= Dancemania =

Japanese compilation album series

Dancemania is a series of remix compilation albums by i-DANCE. The series deals primarily with dance music, especially Eurodance. Despite many of its tracks being made by various musicians from all over the world and mainly from the European continent, the albums have been released exclusively in Japan.

The first issue, Dancemania 1, was released on April 10, 1996, with artists including E-Rotic, Cut 'N' Move, Me & My, Maxx, Basic Element, Magic Affair, Odyssey, Captain Jack, Interactive, Space Pilots, and DJ Quicksilver as the leading mixer. 1 debuted at number 14 on the Oricon weekly album chart in April 1996 and reached number 4 in the same chart in May 1996 and ranked number 56 in the yearly Top 100 best-selling album chart in 1996 with 480,980 copies sold.

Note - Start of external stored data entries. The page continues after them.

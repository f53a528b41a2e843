//! UI shell seam between the supervisor and whatever displays the frontend.

use crate::server::{DiagnosticPage, SupervisorHandle};

use std::path::PathBuf;
use std::sync::{Mutex, PoisonError};
use std::time::Duration;

use tracing::{error, info, warn};

const DIAGNOSTIC_FILENAME: &str = "diagnostic.html";
const PAGE_CHECK_TIMEOUT: Duration = Duration::from_secs(10);

/// What the supervisor drives. Calls come from the supervisor task and must
/// not block; navigation completion is reported back through the handle.
pub trait UiShell: Send + 'static {
    /// Start loading `url`, then report `page_loaded` or `load_failed` on `events`.
    fn navigate(&self, url: &str, events: SupervisorHandle);

    fn reveal(&self);

    fn show_error(&self, page: &DiagnosticPage);
}

/// Load `url` the way a browser would and return the final URL after redirects.
pub async fn fetch_page(client: &reqwest::Client, url: &str) -> Result<String, String> {
    let resp = client.get(url).send().await.map_err(|e| e.to_string())?;
    let status = resp.status();
    if status.is_success() {
        Ok(resp.url().to_string())
    } else {
        Err(format!("HTTP {status}"))
    }
}

/// Shell without a window: checks the page loads and points the user at it.
pub struct HeadlessShell {
    client: reqwest::Client,
    open_browser: bool,
    diagnostic_path: PathBuf,
    last_url: Mutex<Option<String>>,
}

impl HeadlessShell {
    pub fn new(data_dir: PathBuf, open_browser: bool) -> Self {
        let client = reqwest::Client::builder()
            .timeout(PAGE_CHECK_TIMEOUT)
            .build()
            .unwrap_or_default();

        Self {
            client,
            open_browser,
            diagnostic_path: data_dir.join(DIAGNOSTIC_FILENAME),
            last_url: Mutex::new(None),
        }
    }

    pub fn diagnostic_path(&self) -> &PathBuf {
        &self.diagnostic_path
    }

    fn last_url(&self) -> Option<String> {
        self.last_url
            .lock()
            .unwrap_or_else(PoisonError::into_inner)
            .clone()
    }
}

impl UiShell for HeadlessShell {
    fn navigate(&self, url: &str, events: SupervisorHandle) {
        *self.last_url.lock().unwrap_or_else(PoisonError::into_inner) = Some(url.to_string());

        let client = self.client.clone();
        let url = url.to_string();
        tokio::spawn(async move {
            match fetch_page(&client, &url).await {
                Ok(loaded) => events.page_loaded(loaded),
                Err(e) => events.load_failed(url, e),
            }
        });
    }

    fn reveal(&self) {
        let Some(url) = self.last_url() else {
            return;
        };
        info!("Plexio is ready at {url}");
        if self.open_browser {
            open_in_browser(&url);
        }
    }

    fn show_error(&self, page: &DiagnosticPage) {
        error!("{}: {}", page.title, page.message);
        if let Some(hint) = &page.hint {
            error!("Hint: {hint}");
        }

        match std::fs::write(&self.diagnostic_path, page.to_html()) {
            Ok(()) => {
                info!("Diagnostic page written to {}", self.diagnostic_path.display());
                if self.open_browser {
                    open_in_browser(&self.diagnostic_path.to_string_lossy());
                }
            }
            Err(e) => warn!("Failed to write diagnostic page: {e}"),
        }
    }
}

/// Hand `target` to the platform's default browser.
pub fn open_in_browser(target: &str) {
    #[cfg(target_os = "macos")]
    let result = std::process::Command::new("open").arg(target).spawn();

    #[cfg(target_os = "windows")]
    let result = std::process::Command::new("cmd")
        .args(["/C", "start", "", target])
        .spawn();

    #[cfg(all(unix, not(target_os = "macos")))]
    let result = std::process::Command::new("xdg-open").arg(target).spawn();

    if let Err(e) = result {
        warn!("Failed to open browser for {target}: {e}");
    }
}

Dancemania has spawned many sub-series projects, such as Summers & Winters, Bass, Euro Mix, Super Techno, Classics, Delux, Game, Club, Zip Mania, Trance, Trance Paradise, Covers and Speed. Many of these sub-series have further each spawned their own sub-series projects.

The series released approximately 50 volumes in its first four years and the label claims that over 10 million copies were sold by the end of the 20th century. Some of song later appear on Spotify.

Many songs from the series have been licensed for use in Bemani games by Konami, such as Dance Dance Revolution or Dance Maniax.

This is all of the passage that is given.